No i moi ulubieńcy powrócili z czwartym krążkiem. W zasadzie nie podejrzewałem kanadyjskich mistrzów muzycznej tandety o nagranie czegoś wartościowego, więc podszedłem do tego wydawnictwa w sposób totalnie obojętny. W gruncie rzeczy nie trzeba nawet piwa, aby uśmiać się z poziomu artystycznego tego wydawnictwa, choćby z tego względu, że jest to kontynuacja infantylnej ścieżki obranej na "Buried In Oblivion".
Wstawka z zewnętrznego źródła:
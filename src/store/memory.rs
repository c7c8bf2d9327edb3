//! In-process store. One mutex guards all tables; holding it for a whole
//! mutation gives the same per-route atomicity as a database transaction.

use super::{AccountStore, RouteStore};
use crate::auth::generate_key;
use crate::error::AppError;
use crate::model::{
    BackgroundId, BackgroundImage, Direction, NewBackground, NewRoute, NewUser, PointChanges, PointId, Route,
    RouteChanges, RouteId, RoutePoint, User, UserId,
};
use crate::ordering::{self, OrderChange};
use async_trait::async_trait;
use chrono::Utc;
use std::collections::{BTreeMap, HashMap};
use std::sync::{Mutex, MutexGuard};

#[derive(Default)]
struct Tables {
    last_id: i64,
    users: BTreeMap<UserId, User>,
    tokens: HashMap<String, UserId>,
    sessions: HashMap<String, UserId>,
    backgrounds: BTreeMap<BackgroundId, BackgroundImage>,
    routes: BTreeMap<RouteId, Route>,
    points: BTreeMap<PointId, RoutePoint>,
}

impl Tables {
    fn next_id(&mut self) -> i64 {
        self.last_id += 1;
        self.last_id
    }

    fn points_of(&self, route_id: RouteId) -> Vec<RoutePoint> {
        let mut points: Vec<RoutePoint> = self.points.values().filter(|p| p.route_id == route_id).cloned().collect();
        points.sort_by_key(|p| p.order);
        points
    }

    fn apply(&mut self, route_id: RouteId, changes: &[OrderChange]) {
        for change in changes {
            if let Some(p) = self.points.get_mut(&change.point_id) {
                if p.route_id == route_id {
                    p.order = change.order;
                }
            }
        }
    }

    fn remove_route(&mut self, route_id: RouteId) {
        self.routes.remove(&route_id);
        self.points.retain(|_, p| p.route_id != route_id);
    }

    fn user_by_key(&self, map: &HashMap<String, UserId>, key: &str) -> Option<User> {
        map.get(key).and_then(|id| self.users.get(id)).cloned()
    }
}

#[derive(Default)]
pub struct MemoryStore {
    tables: Mutex<Tables>,
}
//! Server-rendered pages.
//!
//! Templates are minijinja files kept next to this module and compiled into
//! the binary. `.html` names turn on HTML auto-escaping.

use crate::error::{AppError, ConfigError};
use axum::response::Html;
use minijinja::Environment;
use serde::Serialize;

const TEMPLATES: &[(&str, &str)] = &[
    ("base.html", include_str!("templates/base.html")),
    ("errors.html", include_str!("templates/errors.html")),
    ("home.html", include_str!("templates/home.html")),
    ("login.html", include_str!("templates/login.html")),
    ("register.html", include_str!("templates/register.html")),
    ("tlo_list.html", include_str!("templates/tlo_list.html")),
    ("trasa_create.html", include_str!("templates/trasa_create.html")),
    ("trasa_edit.html", include_str!("templates/trasa_edit.html")),
    ("user_trasy.html", include_str!("templates/user_trasy.html")),
];

pub fn environment() -> Result<Environment<'static>, ConfigError> {
    let mut env = Environment::new();
    for (name, source) in TEMPLATES {
        env.add_template(name, source)
            .map_err(|e| ConfigError::Template(format!("{}: {}", name, e)))?;
    }
    Ok(env)
}

pub fn render<S: Serialize>(env: &Environment<'static>, name: &str, ctx: S) -> Result<Html<String>, AppError> {
    let template = env
        .get_template(name)
        .map_err(|e| AppError::Internal(format!("template {}: {}", name, e)))?;
    template
        .render(ctx)
        .map(Html)
        .map_err(|e| AppError::Internal(format!("render {}: {}", name, e)))
}
//! Ordering engine for route points.
//!
//! A route's points carry `order` values forming the dense run `1..=N`. Every
//! mutation here is computed from the current points of one route and
//! returned as a list of [`OrderChange`]s; the store applies the list in a
//! single transaction. Nothing in this module performs I/O.

use crate::model::{Direction, PointId, RouteId, RoutePoint};

/// New order value for one point.
#[derive(Clone, Copy, Debug, PartialEq, Eq)]
pub struct OrderChange {
    pub point_id: PointId,
    pub order: i32,
}

/// Point about to be inserted by an append.
#[derive(Clone, Copy, Debug, PartialEq, Eq)]
pub struct NewPoint {
    pub route_id: RouteId,
    pub x: i32,
    pub y: i32,
    pub order: i32,
}

/// `max(order) + 1`, or 1 for a route without points.
pub fn next_order(existing: &[RoutePoint]) -> i32 {
    existing.iter().map(|p| p.order).max().map_or(1, |max| max + 1)
}

pub fn append(route_id: RouteId, existing: &[RoutePoint], x: i32, y: i32) -> NewPoint {
    NewPoint {
        route_id,
        x,
        y,
        order: next_order(existing),
    }
}

/// Compaction plan for removing `target`: every point ranked after it moves
/// up by one. Empty when `target` is not among `points`.
pub fn delete(points: &[RoutePoint], target: PointId) -> Vec<OrderChange> {
    let Some(removed) = points.iter().find(|p| p.id == target) else {
        return Vec::new();
    };
    points
        .iter()
        .filter(|p| p.id != removed.id && p.order > removed.order)
        .map(|p| OrderChange {
            point_id: p.id,
            order: p.order - 1,
        })
        .collect()
}

/// Transposition of `target` with its neighbour in `direction`.
///
/// Empty (a no-op, not an error) when the target is first and moving up, or
/// when no sibling holds the neighbouring order.
pub fn swap_adjacent(points: &[RoutePoint], target: PointId, direction: Direction) -> Vec<OrderChange> {
    let Some(point) = points.iter().find(|p| p.id == target) else {
        return Vec::new();
    };
    let neighbour_order = match direction {
        Direction::Up if point.order <= 1 => return Vec::new(),
        Direction::Up => point.order - 1,
        Direction::Down => point.order + 1,
    };
    let Some(neighbour) = points.iter().find(|p| p.id != point.id && p.order == neighbour_order) else {
        return Vec::new();
    };
    vec![
        OrderChange {
            point_id: point.id,
            order: neighbour.order,
        },
        OrderChange {
            point_id: neighbour.id,
            order: point.order,
        },
    ]
}

/// Apply a plan to an in-memory copy and restore ascending order.
pub fn apply(points: &mut [RoutePoint], changes: &[OrderChange]) {
    for change in changes {
        if let Some(p) = points.iter_mut().find(|p| p.id == change.point_id) {
            p.order = change.order;
        }
    }
    points.sort_by_key(|p| p.order);
}

/// A plan may only name points of this route, and must leave the orders dense.
pub fn plan_keeps_dense(points: &[RoutePoint], changes: &[OrderChange]) -> bool {
    if !changes.iter().all(|c| points.iter().any(|p| p.id == c.point_id)) {
        return false;
    }
    let mut after = points.to_vec();
    apply(&mut after, changes);
    is_dense(&after)
}

/// True when the orders are exactly `1..=points.len()`.
pub fn is_dense(points: &[RoutePoint]) -> bool {
    let mut orders: Vec<i32> = points.iter().map(|p| p.order).collect();
    orders.sort_unstable();
    orders.iter().zip(1..).all(|(&order, expected)| order == expected)
}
W dalszym ciągu mamy do czynienia ze świetnym technicznie graniem, z
melodiami wyjętymi niemal żywcem z Modern Talking, z death metalem
bardziej miękkim niż ballady Backsteet Boys, z graniem bardziej
cukierkowatym niż Children Of Bodom. Owszem, utwory na "The Scattering
Of Ashes" wydają się być nieco bardziej okrzepnięte, nie rzucają sie w
ucho aż tak bardzo jak kawałki z poprzedniej płyty, ale w dalszym ciągu
jest to ta sama konwencja. W porównaniu do poprzednich albumów
znacznemu polepszeniu uległo natomiast brzmienie, które tutaj jest
bardzo klarowne.Oczywiście w dalszym ciągu będę się upierał, że pomimo naprawdę dużych umiejętności technicznych Into Eternity robi z siebie pośmiewisko sceny metalowej i obraża fanów progressive metalu i death metalu. Tutaj zarówno tego pierwszego jak i drugiego jest jak na lekarstwo.
Tracklista:
01. Novus Inceptum
02. Severe Emotional Distress
03. Nothing
04. Timeless Winter
05. Out
06. A Past Beyond Memory
07. Surrounded By Night
08. Eternal
09. Pain Through Breathing
10. Suspension Of Disbelief
11. Paralyzed
Wydawca: Century Media Records (2006)
AbrimaaL : Czego innego można się spodziewać po tak prostackiej nazwie zespołu....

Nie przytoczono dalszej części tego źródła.